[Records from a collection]
========================================================================

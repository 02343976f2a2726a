//! Reveal progress display with automatic batching for large file sets

use crate::io::configuration::MAX_INDIVIDUAL_PROGRESS_BARS;
use indicatif::{MultiProgress, ProgressBar, ProgressStyle};
use std::path::Path;
use std::sync::LazyLock;

/// Moves played so far for one input file
#[derive(Debug, Clone, Default, PartialEq, Eq)]
struct FileProgress {
    name: String,
    done: usize,
    total: usize,
}

/// Coordinates progress display while mosaics are revealed
///
/// Shows one bar per file for small batches and a single batch bar plus a
/// rolling window of file bars for large ones
pub struct ProgressManager {
    multi_progress: MultiProgress,
    batch_bar: Option<ProgressBar>,
    file_bars: Vec<ProgressBar>,
    files: Vec<FileProgress>,
}

impl Default for ProgressManager {
    fn default() -> Self {
        Self::new()
    }
}

static MOVES_STYLE: LazyLock<ProgressStyle> = LazyLock::new(|| {
    ProgressStyle::default_bar()
        .template("{msg} [{bar:30.green/white}] {prefix}")
        .unwrap_or_else(|_| ProgressStyle::default_bar())
        .progress_chars("█▉▊▋▌▍▎▏ ")
});

static BATCH_STYLE: LazyLock<ProgressStyle> = LazyLock::new(|| {
    ProgressStyle::default_bar()
        .template("[{elapsed_precise}] Mosaics: [{bar:40.green/white}] {pos}/{len}")
        .unwrap_or_else(|_| ProgressStyle::default_bar())
});

impl ProgressManager {
    /// Create a new progress manager
    pub fn new() -> Self {
        Self {
            multi_progress: MultiProgress::new(),
            batch_bar: None,
            file_bars: Vec::new(),
            files: Vec::new(),
        }
    }

    /// Create bars for `file_count` files
    pub fn initialize(&mut self, file_count: usize) {
        if file_count > MAX_INDIVIDUAL_PROGRESS_BARS + 1 {
            let batch_bar = ProgressBar::new(file_count as u64);
            batch_bar.set_style(BATCH_STYLE.clone());
            self.batch_bar = Some(self.multi_progress.add(batch_bar));
        }

        for _ in 0..file_count.min(MAX_INDIVIDUAL_PROGRESS_BARS) {
            let pb = ProgressBar::new(0);
            pb.set_style(MOVES_STYLE.clone());
            self.file_bars.push(self.multi_progress.add(pb));
        }
    }

    /// Start tracking a file whose reveal plays `total_moves` quarter turns
    pub fn start_file(&mut self, index: usize, path: &Path, total_moves: usize) {
        let name = path
            .file_name()
            .unwrap_or_default()
            .to_string_lossy()
            .to_string();
        if index >= self.files.len() {
            self.files.resize(index + 1, FileProgress::default());
        }
        if let Some(file) = self.files.get_mut(index) {
            *file = FileProgress {
                name,
                done: 0,
                total: total_moves,
            };
        }
        self.update_bars();
    }

    /// Report moves played so far
    pub fn update_moves(&mut self, index: usize, done: usize) {
        if let Some(file) = self.files.get_mut(index) {
            if file.done == done {
                return;
            }
            file.done = done;
        }
        self.update_bars();
    }

    /// Mark a file as revealed and update batch progress
    pub fn complete_file(&mut self, index: usize) {
        if let Some(ref batch_bar) = self.batch_bar {
            batch_bar.inc(1);
        }

        if let Some(file) = self.files.get_mut(index) {
            file.name = format!("✓ {}", file.name);
            file.done = file.total;
        }
        self.update_bars();
    }

    /// Clean up all progress displays
    pub fn finish(&self) {
        if let Some(ref batch_bar) = self.batch_bar {
            batch_bar.finish_with_message("All mosaics revealed");
        }
        let _ = self.multi_progress.clear();
    }

    // Show the most recent files in the available bars
    fn update_bars(&self) {
        let active: Vec<&FileProgress> =
            self.files.iter().filter(|file| !file.name.is_empty()).collect();
        let start = active.len().saturating_sub(MAX_INDIVIDUAL_PROGRESS_BARS);
        let visible = active.get(start..).unwrap_or(&[]);

        for (bar_idx, file) in visible.iter().enumerate() {
            if let Some(bar) = self.file_bars.get(bar_idx) {
                bar.set_length(file.total as u64);
                bar.set_position(file.done as u64);
                let width = file.total.to_string().len();
                bar.set_message(format!("{:>width$}/{} moves", file.done, file.total));
                bar.set_prefix(file.name.clone());
            }
        }

        for bar in self.file_bars.iter().skip(visible.len()) {
            bar.set_length(0);
            bar.set_position(0);
            bar.set_message(String::new());
            bar.set_prefix(String::new());
        }
    }
}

========================================================================

What to produce →
With no additions or omissions, transcribe every record.

Solution →
repository 02343976f2a2726a
//! Reveal progress display with automatic batching for large file sets

use crate::io::configuration::MAX_INDIVIDUAL_PROGRESS_BARS;
use indicatif::{MultiProgress, ProgressBar, ProgressStyle};
use std::path::Path;
use std::sync::LazyLock;

/// Moves played so far for one input file
#[derive(Debug, Clone, Default, PartialEq, Eq)]
struct FileProgress {
    name: String,
    done: usize,
    total: usize,
}

/// Coordinates progress display while mosaics are revealed
///
/// Shows one bar per file for small batches and a single batch bar plus a
/// rolling window of file bars for large ones
pub struct ProgressManager {
    multi_progress: MultiProgress,
    batch_bar: Option<ProgressBar>,
    file_bars: Vec<ProgressBar>,
    files: Vec<FileProgress>,
}

impl Default for ProgressManager {
    fn default() -> Self {
        Self::new()
    }
}

static MOVES_STYLE: LazyLock<ProgressStyle> = LazyLock::new(|| {
    ProgressStyle::default_bar()
        .template("{msg} [{bar:30.green/white}] {prefix}")
        .unwrap_or_else(|_| ProgressStyle::default_bar())
        .progress_chars("█▉▊▋▌▍▎▏ ")
});

static BATCH_STYLE: LazyLock<ProgressStyle> = LazyLock::new(|| {
    ProgressStyle::default_bar()
        .template("[{elapsed_precise}] Mosaics: [{bar:40.green/white}] {pos}/{len}")
        .unwrap_or_else(|_| ProgressStyle::default_bar())
});

impl ProgressManager {
    /// Create a new progress manager
    pub fn new() -> Self {
        Self {
            multi_progress: MultiProgress::new(),
            batch_bar: None,
            file_bars: Vec::new(),
            files: Vec::new(),
        }
    }

    /// Create bars for `file_count` files
    pub fn initialize(&mut self, file_count: usize) {
        if file_count > MAX_INDIVIDUAL_PROGRESS_BARS + 1 {
            let batch_bar = ProgressBar::new(file_count as u64);
            batch_bar.set_style(BATCH_STYLE.clone());
            self.batch_bar = Some(self.multi_progress.add(batch_bar));
        }

        for _ in 0..file_count.min(MAX_INDIVIDUAL_PROGRESS_BARS) {
            let pb = ProgressBar::new(0);
            pb.set_style(MOVES_STYLE.clone());
            self.file_bars.push(self.multi_progress.add(pb));
        }
    }

    /// Start tracking a file whose reveal plays `total_moves` quarter turns
    pub fn start_file(&mut self, index: usize, path: &Path, total_moves: usize) {
        let name = path
            .file_name()
            .unwrap_or_default()
            .to_string_lossy()
            .to_string();
        if index >= self.files.len() {
            self.files.resize(index + 1, FileProgress::default());
        }
        if let Some(file) = self.files.get_mut(index) {
            *file = FileProgress {
                name,
                done: 0,
                total: total_moves,
            };
        }
        self.update_bars();
    }

    /// Report moves played so far
    pub fn update_moves(&mut self, index: usize, done: usize) {
        if let Some(file) = self.files.get_mut(index) {
            if file.done == done {
                return;
            }
            file.done = done;
        }
        self.update_bars();
    }

    /// Mark a file as revealed and update batch progress
    pub fn complete_file(&mut self, index: usize) {
        if let Some(ref batch_bar) = self.batch_bar {
            batch_bar.inc(1);
        }

        if let Some(file) = self.files.get_mut(index) {
            file.name = format!("✓ {}", file.name);
            file.done = file.total;
        }
        self.update_bars();
    }

    /// Clean up all progress displays
    pub fn finish(&self) {
        if let Some(ref batch_bar) = self.batch_bar {
            batch_bar.finish_with_message("All mosaics revealed");
        }
        let _ = self.multi_progress.clear();
    }

    // Show the most recent files in the available bars
    fn update_bars(&self) {
        let active: Vec<&FileProgress> =
            self.files.iter().filter(|file| !file.name.is_empty()).collect();
        let start = active.len().saturating_sub(MAX_INDIVIDUAL_PROGRESS_BARS);
        let visible = active.get(start..).unwrap_or(&[]);

        for (bar_idx, file) in visible.iter().enumerate() {
            if let Some(bar) = self.file_bars.get(bar_idx) {
                bar.set_length(file.total as u64);
                bar.set_position(file.done as u64);
                let width = file.total.to_string().len();
                bar.set_message(format!("{:>width$}/{} moves", file.done, file.total));
                bar.set_prefix(file.name.clone());
            }
        }

        for bar in self.file_bars.iter().skip(visible.len()) {
            bar.set_length(0);
            bar.set_position(0);
            bar.set_message(String::new());
            bar.set_prefix(String::new());
        }
    }
}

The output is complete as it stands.